The possible configurations are listed fully in the configuration documentation, but in order to shard rules across multiple Rulers, the rules API must be enabled via flag (-ruler.enable-api
) or config file parameter. Secondly, the Ruler requires its own ring to be configured. From there the Rulers will shard and handle the division of rules automatically. Unlike ingesters, Rulers do not hand over responsibility: all rules are re-sharded randomly every time a Ruler is added to or removed from the ring.
A full sharding-enabled Ruler example is:
ruler:
alertmanager_url: <alertmanager_endpoint>
enable_alertmanager_v2: true
enable_api: true
enable_sharding: true
ring:
kvstore:
consul:
host: consul.loki-dev.svc.cluster.local:8500
store: consul
rule_path: /tmp/rules
storage:
gcs:
bucket_name: <loki-rules-bucket>
Ruler storage
The Ruler supports the following types of storage: azure
, gcs
, s3
, swift
, cos
and local
. Most kinds of storage work with the sharded Ruler configuration in an obvious way, that is, configure all Rulers to use the same backend.
The local implementation reads the rule files off of the local filesystem. This is a read-only backend that does not support the creation and deletion of rules through the Ruler API. Despite the fact that it reads the local filesystem this method can still be used in a sharded Ruler configuration if the operator takes care to load the same rules to every Ruler. For instance, this could be accomplished by mounting a Kubernetes ConfigMap onto every Ruler pod.
A typical local configuration might look something like:
-ruler.storage.type=local
-ruler.storage.local.directory=/tmp/loki/rules
With the above configuration, the Ruler would expect the following layout:
/tmp/loki/rules/<tenant id>/rules1.yaml
/rules2.yaml
Yaml files are expected to be Prometheus-compatible but include LogQL expressions as specified in the beginning of this doc.
Future improvements
There are a few things coming to increase the robustness of this service. In no particular order:
- Backend metric stores adapters for generated alert rule data.

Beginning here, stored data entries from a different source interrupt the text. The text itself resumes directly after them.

//! Security symbols as stored in the databases.
//!
//! Symbols look like `NSE:NIFTY-FUT-I` (near-month future), `NSE:NIFTY-FUT-II`
//! (next-month future), `NSE:NIFTY50-INDEX` or `NSE:SBIN-EQ`. The underlying
//! is everything before the first `-`, exchange prefix included.

use crate::domain::error::QuantkitError;
use std::fmt;

#[derive(Debug, Clone, Copy, PartialEq, Eq)]
pub enum FutureSeries {
    Near,
    Next,
}

#[derive(Debug, Clone, Copy, PartialEq, Eq)]
pub enum SecurityKind {
    Future { series: FutureSeries },
    Index,
    Equity,
}

#[derive(Debug, Clone, PartialEq, Eq)]
pub struct SecuritySymbol {
    pub raw: String,
    pub exchange: String,
    pub underlying: String,
    pub kind: SecurityKind,
}

impl SecuritySymbol {
    pub fn parse(input: &str) -> Result<Self, QuantkitError> {
        let raw = input.trim().to_uppercase();
        let invalid = |reason: &str| QuantkitError::InvalidSymbol {
            symbol: input.to_string(),
            reason: reason.to_string(),
        };

        let (exchange, rest) = raw
            .split_once(':')
            .ok_or_else(|| invalid("missing exchange prefix (e.g. NSE:)"))?;
        if exchange.is_empty() {
            return Err(invalid("empty exchange prefix"));
        }

        let mut parts = rest.split('-');
        let name = parts.next().unwrap_or_default();
        if name.is_empty() {
            return Err(invalid("empty underlying name"));
        }
        let suffix: Vec<&str> = parts.collect();

        let kind = match suffix.iter().position(|p| *p == "FUT") {
            Some(i) => {
                let series = match suffix.get(i + 1).copied() {
                    None | Some("I") => FutureSeries::Near,
                    Some("II") => FutureSeries::Next,
                    Some(_) => return Err(invalid("unknown futures series, expected I or II")),
                };
                SecurityKind::Future { series }
            }
            None if suffix.contains(&"INDEX") => SecurityKind::Index,
            None => SecurityKind::Equity,
        };

        Ok(Self {
            exchange: exchange.to_string(),
            underlying: format!("{exchange}:{name}"),
            kind,
            raw,
        })
    }

    pub fn is_future(&self) -> bool {
        matches!(self.kind, SecurityKind::Future { .. })
    }

    pub fn is_index(&self) -> bool {
        self.kind == SecurityKind::Index
    }
}

impl fmt::Display for SecuritySymbol {
    fn fmt(&self, f: &mut fmt::Formatter<'_>) -> fmt::Result {
        write!(f, "{}", self.raw)
    }
}
//! Data integrity checks over a store of symbol series.

use crate::domain::error::QuantkitError;
use crate::ports::data_port::DataPort;
use chrono::{NaiveDate, NaiveDateTime};
use std::io::Write;

/// A series that does not reach back to the cutoff date.
#[derive(Debug, Clone, PartialEq)]
pub struct ShortHistory {
    pub symbol: String,
    /// `None` for an empty series.
    pub first: Option<NaiveDateTime>,
    pub last: Option<NaiveDateTime>,
    pub bars: usize,
}

/// Symbols whose first bar falls on a day after `cutoff`, in symbol order.
/// Empty series are always reported.
pub fn find_short_histories(
    port: &dyn DataPort,
    cutoff: NaiveDate,
) -> Result<Vec<ShortHistory>, QuantkitError> {
    let symbols = port.list_available_symbols()?;
    let mut short = Vec::new();

    for symbol in symbols {
        match port.get_data_range(&symbol)? {
            Some((first, last, bars)) if first.date() > cutoff => {
                tracing::info!(symbol = %symbol, %first, "history starts after cutoff");
                short.push(ShortHistory {
                    symbol,
                    first: Some(first),
                    last: Some(last),
                    bars,
                });
            }
            Some(_) => {}
            None => {
                tracing::warn!(symbol = %symbol, "empty series");
                short.push(ShortHistory {
                    symbol,
                    first: None,
                    last: None,
                    bars: 0,
                });
            }
        }
    }

    Ok(short)
}

/// Write the report as CSV with a `symbol,first,last,bars` header.
pub fn write_report<W: Write>(writer: W, rows: &[ShortHistory]) -> Result<(), QuantkitError> {
    let mut wtr = csv::Writer::from_writer(writer);
    wtr.write_record(["symbol", "first", "last", "bars"])
        .map_err(std::io::Error::from)?;

    for row in rows {
        let first = row.first.map(|t| t.to_string()).unwrap_or_default();
        let last = row.last.map(|t| t.to_string()).unwrap_or_default();
        wtr.write_record([row.symbol.as_str(), &first, &last, &row.bars.to_string()])
            .map_err(std::io::Error::from)?;
    }

    wtr.flush()?;
    Ok(())
}
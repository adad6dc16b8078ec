#![allow(dead_code)]

use chrono::{NaiveDate, NaiveDateTime};
pub use quantkit::domain::ohlcv::OhlcvBar;
use quantkit::domain::error::QuantkitError;
use quantkit::ports::data_port::{DataPort, SeriesStart};
use std::collections::BTreeMap;
use std::io::Write;
use std::path::Path;

/// In-memory store keyed by symbol.
pub struct MockDataPort {
    pub data: BTreeMap<String, Vec<OhlcvBar>>,
}

impl MockDataPort {
    pub fn new() -> Self {
        Self {
            data: BTreeMap::new(),
        }
    }

    pub fn with_bars(mut self, symbol: &str, bars: Vec<OhlcvBar>) -> Self {
        self.data.insert(symbol.to_string(), bars);
        self
    }
}

impl DataPort for MockDataPort {
    fn list_available_symbols(&self) -> Result<Vec<String>, QuantkitError> {
        Ok(self.data.keys().cloned().collect())
    }

    fn read_series(&self, symbol: &str, start: SeriesStart) -> Result<Vec<OhlcvBar>, QuantkitError> {
        let bars = self
            .data
            .get(symbol)
            .ok_or_else(|| QuantkitError::UnknownSymbol(symbol.to_string()))?;
        let from = match start {
            SeriesStart::Earliest => None,
            SeriesStart::On(date) => Some(date.and_hms_opt(0, 0, 0).unwrap()),
            SeriesStart::LastDays(days) => bars
                .last()
                .map(|b| b.timestamp.date() - chrono::Duration::days(i64::from(days)))
                .map(|d| d.and_hms_opt(0, 0, 0).unwrap()),
        };
        Ok(bars
            .iter()
            .filter(|b| from.is_none_or(|f| b.timestamp >= f))
            .cloned()
            .collect())
    }

    fn get_data_range(
        &self,
        symbol: &str,
    ) -> Result<Option<(NaiveDateTime, NaiveDateTime, usize)>, QuantkitError> {
        let bars = self
            .data
            .get(symbol)
            .ok_or_else(|| QuantkitError::UnknownSymbol(symbol.to_string()))?;
        match (bars.first(), bars.last()) {
            (Some(first), Some(last)) => Ok(Some((first.timestamp, last.timestamp, bars.len()))),
            _ => Ok(None),
        }
    }
}

pub fn date(y: i32, m: u32, d: u32) -> NaiveDate {
    NaiveDate::from_ymd_opt(y, m, d).unwrap()
}

pub fn make_bar(date_str: &str, close: f64) -> OhlcvBar {
    let timestamp = NaiveDate::parse_from_str(date_str, "%Y-%m-%d")
        .unwrap()
        .and_hms_opt(9, 15, 0)
        .unwrap();
    OhlcvBar {
        timestamp,
        open: close - 5.0,
        high: close + 10.0,
        low: close - 10.0,
        close,
        volume: 10_000,
        oi: Some(2_500),
    }
}

/// Daily bars from `start` for `days` consecutive days.
pub fn daily_bars(start: NaiveDate, days: u32, base_close: f64) -> Vec<OhlcvBar> {
    (0..days)
        .map(|i| {
            let d = start + chrono::Duration::days(i64::from(i));
            make_bar(&d.format("%Y-%m-%d").to_string(), base_close + f64::from(i))
        })
        .collect()
}

pub fn write_temp_ini(content: &str) -> tempfile::NamedTempFile {
    let mut file = tempfile::NamedTempFile::new().unwrap();
    file.write_all(content.as_bytes()).unwrap();
    file.flush().unwrap();
    file
}

/// Write `holidays_{year}.csv` in the exchange download layout.
pub fn write_holiday_csv(dir: &Path, year: i32, dates: &[&str]) {
    let mut content = String::from("sr_no,str_date,day,description\n");
    for (i, d) in dates.iter().enumerate() {
        content.push_str(&format!("{},\"{}\",X,Holiday {}\n", i + 1, d, i + 1));
    }
    std::fs::write(dir.join(format!("holidays_{year}.csv")), content).unwrap();
}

Misc Details: Metrics backends vs in-memory
Currently the Loki Ruler is decoupled from a backing Prometheus store. Generally, the result of evaluating rules as well as the history of the alert’s state are stored as a time series. Loki is unable to store/retrieve these in order to allow it to run independently of i.e. Prometheus. As a workaround, Loki keeps a small in memory store whose purpose is to lazy load past evaluations when rescheduling or resharding Rulers. In the future, Loki will support optional metrics backends, allowing storage of these metrics for auditing and performance benefits.